**Data provided:**
%%
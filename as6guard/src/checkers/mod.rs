//! Per-role checkers. Each checker consumes one classified file plus the
//! read-only Knowledge Base and emits zero or more findings; routing is by
//! the file's role, never by runtime type inspection.

pub mod function;
pub mod hardware;
pub mod library;
pub mod project;

use std::path::PathBuf;

use crate::kb::loader::KnowledgeBase;
use crate::kb::schema::Rule;
use crate::report::{Finding, Location};
use crate::walker::{ClassifiedFile, FileRole};

pub use function::FunctionChecker;
pub use hardware::HardwareChecker;
pub use library::LibraryChecker;
pub use project::ProjectChecker;

/// Read-only context shared by all checkers of one scan pass.
pub struct CheckContext {
    pub project_root: PathBuf,
}

pub trait Checker: Send + Sync {
    fn id(&self) -> &'static str;
    fn roles(&self) -> &'static [FileRole];
    fn check(
        &self,
        file: &ClassifiedFile,
        content: &str,
        kb: &KnowledgeBase,
        ctx: &CheckContext,
    ) -> Vec<Finding>;
}

pub struct CheckerSet {
    checkers: Vec<Box<dyn Checker>>,
}

impl CheckerSet {
    pub fn new() -> Self {
        Self {
            checkers: Vec::new(),
        }
    }

    pub fn with_default_checkers() -> Self {
        let mut set = Self::new();
        set.add_checker(Box::new(ProjectChecker::new()));
        set.add_checker(Box::new(LibraryChecker::new()));
        set.add_checker(Box::new(HardwareChecker::new()));
        set.add_checker(Box::new(FunctionChecker::functions()));
        set.add_checker(Box::new(FunctionChecker::opc_ua()));
        set.add_checker(Box::new(FunctionChecker::motion()));
        set.add_checker(Box::new(FunctionChecker::mapp_components()));
        set
    }

    pub fn add_checker(&mut self, checker: Box<dyn Checker>) {
        self.checkers.push(checker);
    }

    /// Run every checker registered for the file's role.
    pub fn check_file(
        &self,
        file: &ClassifiedFile,
        content: &str,
        kb: &KnowledgeBase,
        ctx: &CheckContext,
    ) -> Vec<Finding> {
        let mut findings = Vec::new();
        for checker in &self.checkers {
            if checker.roles().contains(&file.role) {
                findings.extend(checker.check(file, content, kb, ctx));
            }
        }
        findings
    }
}

impl Default for CheckerSet {
    fn default() -> Self {
        Self::with_default_checkers()
    }
}

/// Line/column for a byte offset, both 1-based.
pub(crate) fn location_at(content: &str, offset: usize) -> Location {
    let clamped = offset.min(content.len());
    let before = &content.as_bytes()[..clamped];
    let line = before.iter().filter(|&&b| b == b'\n').count() as u32 + 1;
    let column = before
        .iter()
        .rev()
        .take_while(|&&b| b != b'\n')
        .count() as u32
        + 1;
    Location { line, column }
}

/// Pick one rule when several match the same identifier. Should not happen
/// given the uniqueness invariant; when it does, the narrowest source
/// version range wins. Returns the winner and whether the choice was
/// ambiguous (the caller records a rule-ambiguity warning).
pub(crate) fn select_rule<'a>(mut candidates: Vec<&'a Rule>) -> (&'a Rule, bool) {
    debug_assert!(!candidates.is_empty());
    let ambiguous = candidates.len() > 1;
    candidates.sort_by(|a, b| {
        b.source_range
            .specificity()
            .cmp(&a.source_range.specificity())
            .then_with(|| a.identifier.cmp(&b.identifier))
            .then_with(|| a.kind.cmp(&b.kind))
    });
    (candidates[0], ambiguous)
}

/// Build the standard deprecation finding for a rule hit. Hints get the
/// documentation links of any topic they mention appended.
pub(crate) fn rule_finding(
    rule: &Rule,
    kb: &KnowledgeBase,
    file: &ClassifiedFile,
    location: Option<Location>,
    subject: String,
) -> Finding {
    let message = match &rule.replacement {
        Some(replacement) => format!("{} (use '{}' instead)", subject, replacement),
        None => subject,
    };
    Finding {
        rule: rule.id(),
        file: file.path.clone(),
        location,
        severity: rule.severity,
        message,
        hint: Some(kb.linkify(&rule.hint)),
    }
}

/// Warning emitted when more than one rule matched one identifier.
pub(crate) fn ambiguity_finding(
    file: &ClassifiedFile,
    location: Option<Location>,
    identifier: &str,
) -> Finding {
    Finding {
        rule: "rule-ambiguity".to_string(),
        file: file.path.clone(),
        location,
        severity: crate::kb::schema::Severity::Warning,
        message: format!(
            "multiple rules match identifier '{}'; the narrowest version range was applied",
            identifier
        ),
        hint: Some("check the rule data for overlapping records".to_string()),
    }
}

#[cfg(test)]
mod tests {
    use super::*;

    #[test]
    fn location_at_counts_lines_and_columns() {
        let content = "abc\nde\nfgh";
        assert_eq!(location_at(content, 0), Location { line: 1, column: 1 });
        assert_eq!(location_at(content, 4), Location { line: 2, column: 1 });
        assert_eq!(location_at(content, 8), Location { line: 3, column: 2 });
    }
}
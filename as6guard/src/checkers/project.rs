//! Project-level checks: save version, descriptor naming and the placement
//! of OPC UA address models.

use regex::Regex;

use crate::checkers::{location_at, CheckContext, Checker};
use crate::kb::loader::KnowledgeBase;
use crate::kb::schema::{Severity, Version};
use crate::report::Finding;
use crate::walker::{ClassifiedFile, FileRole};

/// Projects must be saved with this Automation Studio line before the
/// migration; older save formats are not converted by AS6.
const REQUIRED_SAVE_VERSION: &str = "4.12";

pub struct ProjectChecker {
    save_version_re: Regex,
    name_re: Regex,
    path_component_re: Regex,
}

impl ProjectChecker {
    pub fn new() -> Self {
        Self {
            save_version_re: Regex::new(r#"AutomationStudio\s+[^>]*Version\s*=\s*"?([0-9][0-9.]*)"#)
                .expect("valid pattern"),
            name_re: Regex::new(r"^\w+$").expect("valid pattern"),
            path_component_re: Regex::new(r"^[A-Za-z0-9_. -]+$").expect("valid pattern"),
        }
    }

    fn check_save_version(&self, file: &ClassifiedFile, content: &str) -> Vec<Finding> {
        let is_descriptor = file.role == FileRole::ProjectDescriptor;
        match self.save_version_re.captures(content) {
            Some(caps) => {
                let raw = caps.get(1).map(|m| m.as_str()).unwrap_or("");
                let outdated = match raw.parse::<Version>() {
                    Ok(version) => {
                        let required: Version = match REQUIRED_SAVE_VERSION.parse() {
                            Ok(v) => v,
                            Err(_) => return Vec::new(),
                        };
                        !version.starts_with(&required)
                    }
                    Err(_) => true,
                };
                if !outdated {
                    return Vec::new();
                }
                let offset = caps.get(0).map(|m| m.start()).unwrap_or(0);
                let severity = if is_descriptor {
                    Severity::Error
                } else {
                    Severity::Warning
                };
                vec![Finding {
                    rule: "save-version".to_string(),
                    file: file.path.clone(),
                    location: Some(location_at(content, offset)),
                    severity,
                    message: format!(
                        "file was last saved with Automation Studio {}, expected {}",
                        raw, REQUIRED_SAVE_VERSION
                    ),
                    hint: Some(format!(
                        "open and save the project with AS {} before migrating",
                        REQUIRED_SAVE_VERSION
                    )),
                }]
            }
            None if is_descriptor => vec![Finding {
                rule: "save-version-missing".to_string(),
                file: file.path.clone(),
                location: None,
                severity: Severity::Warning,
                message: "no Automation Studio version marker found".to_string(),
                hint: Some(
                    "the save version could not be verified; make sure the project was \
                     saved with AS 4.12"
                        .to_string(),
                ),
            }],
            None => Vec::new(),
        }
    }

    fn check_naming(&self, file: &ClassifiedFile, ctx: &CheckContext) -> Vec<Finding> {
        let mut findings = Vec::new();
        let stem = file
            .path
            .file_stem()
            .and_then(|s| s.to_str())
            .unwrap_or("");
        if !self.name_re.is_match(stem) {
            findings.push(Finding {
                rule: "project-name".to_string(),
                file: file.path.clone(),
                location: None,
                severity: Severity::Error,
                message: format!(
                    "project name '{}' contains characters AS6 does not accept",
                    stem
                ),
                hint: Some(
                    "rename the project to letters, digits and underscores only".to_string(),
                ),
            });
        }
        for component in ctx.project_root.components() {
            let text = component.as_os_str().to_str().unwrap_or("");
            if text.is_empty() || text == "/" || text == "\\" || text.ends_with(':') {
                continue;
            }
            if !self.path_component_re.is_match(text) {
                findings.push(Finding {
                    rule: "project-path".to_string(),
                    file: file.path.clone(),
                    location: None,
                    severity: Severity::Warning,
                    message: format!(
                        "project path component '{}' contains characters AS6 does not accept",
                        text
                    ),
                    hint: Some("move the project to a plain ASCII path".to_string()),
                });
            }
        }
        findings
    }

    /// AS6 only picks up OPC UA address models stored below a
    /// `Connectivity/OpcUa` package.
    fn check_uad_location(&self, file: &ClassifiedFile, ctx: &CheckContext) -> Vec<Finding> {
        let rel = file
            .path
            .strip_prefix(&ctx.project_root)
            .unwrap_or(&file.path);
        let components: Vec<String> = rel
            .components()
            .map(|c| c.as_os_str().to_str().unwrap_or("").to_ascii_lowercase())
            .collect();
        let well_placed = components
            .windows(2)
            .any(|pair| pair[0] == "connectivity" && pair[1] == "opcua");
        if well_placed {
            return Vec::new();
        }
        vec![Finding {
            rule: "uad-location".to_string(),
            file: file.path.clone(),
            location: None,
            severity: Severity::Warning,
            message: "OPC UA address model is not stored under Connectivity/OpcUa".to_string(),
            hint: Some(
                "AS6 expects .uad files below the Connectivity/OpcUa package; move the \
                 file before converting"
                    .to_string(),
            ),
        }]
    }
}

impl Default for ProjectChecker {
    fn default() -> Self {
        Self::new()
    }
}

impl Checker for ProjectChecker {
    fn id(&self) -> &'static str {
        "project"
    }

    fn roles(&self) -> &'static [FileRole] {
        &[
            FileRole::ProjectDescriptor,
            FileRole::HardwareConfig,
            FileRole::OpcUaAddressModel,
        ]
    }

    fn check(
        &self,
        file: &ClassifiedFile,
        content: &str,
        _kb: &KnowledgeBase,
        ctx: &CheckContext,
    ) -> Vec<Finding> {
        match file.role {
            FileRole::ProjectDescriptor => {
                let mut findings = self.check_save_version(file, content);
                findings.extend(self.check_naming(file, ctx));
                findings
            }
            FileRole::HardwareConfig => self.check_save_version(file, content),
            FileRole::OpcUaAddressModel => self.check_uad_location(file, ctx),
            _ => Vec::new(),
        }
    }
}

#[cfg(test)]
mod tests {
    use super::*;
    use crate::kb::builtin::load_builtin;
    use std::path::PathBuf;

    fn ctx() -> CheckContext {
        CheckContext {
            project_root: PathBuf::from("/proj"),
        }
    }

    fn file(path: &str, role: FileRole) -> ClassifiedFile {
        ClassifiedFile {
            path: PathBuf::from(path),
            role,
        }
    }

    #[test]
    fn accepts_current_save_version() {
        let kb = load_builtin().unwrap();
        let checker = ProjectChecker::new();
        let content = r#"<?AutomationStudio Version="4.12.4.85 SP"?><Project />"#;
        let f = file("/proj/Plant.apj", FileRole::ProjectDescriptor);
        assert!(checker.check(&f, content, &kb, &ctx()).is_empty());
    }

    #[test]
    fn flags_outdated_save_version_on_descriptor() {
        let kb = load_builtin().unwrap();
        let checker = ProjectChecker::new();
        let content = r#"<?AutomationStudio Version="4.7.2.60"?><Project />"#;
        let f = file("/proj/Plant.apj", FileRole::ProjectDescriptor);
        let findings = checker.check(&f, content, &kb, &ctx());
        assert_eq!(findings.len(), 1);
        assert_eq!(findings[0].rule, "save-version");
        assert_eq!(findings[0].severity, Severity::Error);
    }

    #[test]
    fn missing_marker_is_a_warning_not_an_error() {
        let kb = load_builtin().unwrap();
        let checker = ProjectChecker::new();
        let f = file("/proj/Plant.apj", FileRole::ProjectDescriptor);
        let findings = checker.check(&f, "<Project />", &kb, &ctx());
        assert_eq!(findings.len(), 1);
        assert_eq!(findings[0].rule, "save-version-missing");
        assert_eq!(findings[0].severity, Severity::Warning);
    }

    #[test]
    fn hardware_config_save_version_is_only_a_warning() {
        let kb = load_builtin().unwrap();
        let checker = ProjectChecker::new();
        let content = r#"<?AutomationStudio Version=4.9.1.37?><Hardware />"#;
        let f = file("/proj/Physical/C1/Hardware.hw", FileRole::HardwareConfig);
        let findings = checker.check(&f, content, &kb, &ctx());
        assert_eq!(findings.len(), 1);
        assert_eq!(findings[0].severity, Severity::Warning);
    }

    #[test]
    fn flags_bad_project_name() {
        let kb = load_builtin().unwrap();
        let checker = ProjectChecker::new();
        let content = r#"<?AutomationStudio Version="4.12.1.90"?><Project />"#;
        let f = file("/proj/Plant (old).apj", FileRole::ProjectDescriptor);
        let findings = checker.check(&f, content, &kb, &ctx());
        assert_eq!(findings.len(), 1);
        assert_eq!(findings[0].rule, "project-name");
    }

    #[test]
    fn uad_outside_connectivity_is_flagged() {
        let kb = load_builtin().unwrap();
        let checker = ProjectChecker::new();
        let misplaced = file(
            "/proj/Physical/C1/PLC1/Misc/Model.uad",
            FileRole::OpcUaAddressModel,
        );
        let findings = checker.check(&misplaced, "<Uad />", &kb, &ctx());
        assert_eq!(findings.len(), 1);
        assert_eq!(findings[0].rule, "uad-location");

        let placed = file(
            "/proj/Physical/C1/PLC1/Connectivity/OpcUa/Model.uad",
            FileRole::OpcUaAddressModel,
        );
        assert!(checker.check(&placed, "<Uad />", &kb, &ctx()).is_empty());
    }
}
%%
**Your objective:**
Report the number of lines in the entries that hold the word "offset". Nothing else is wanted.

**Output:**
5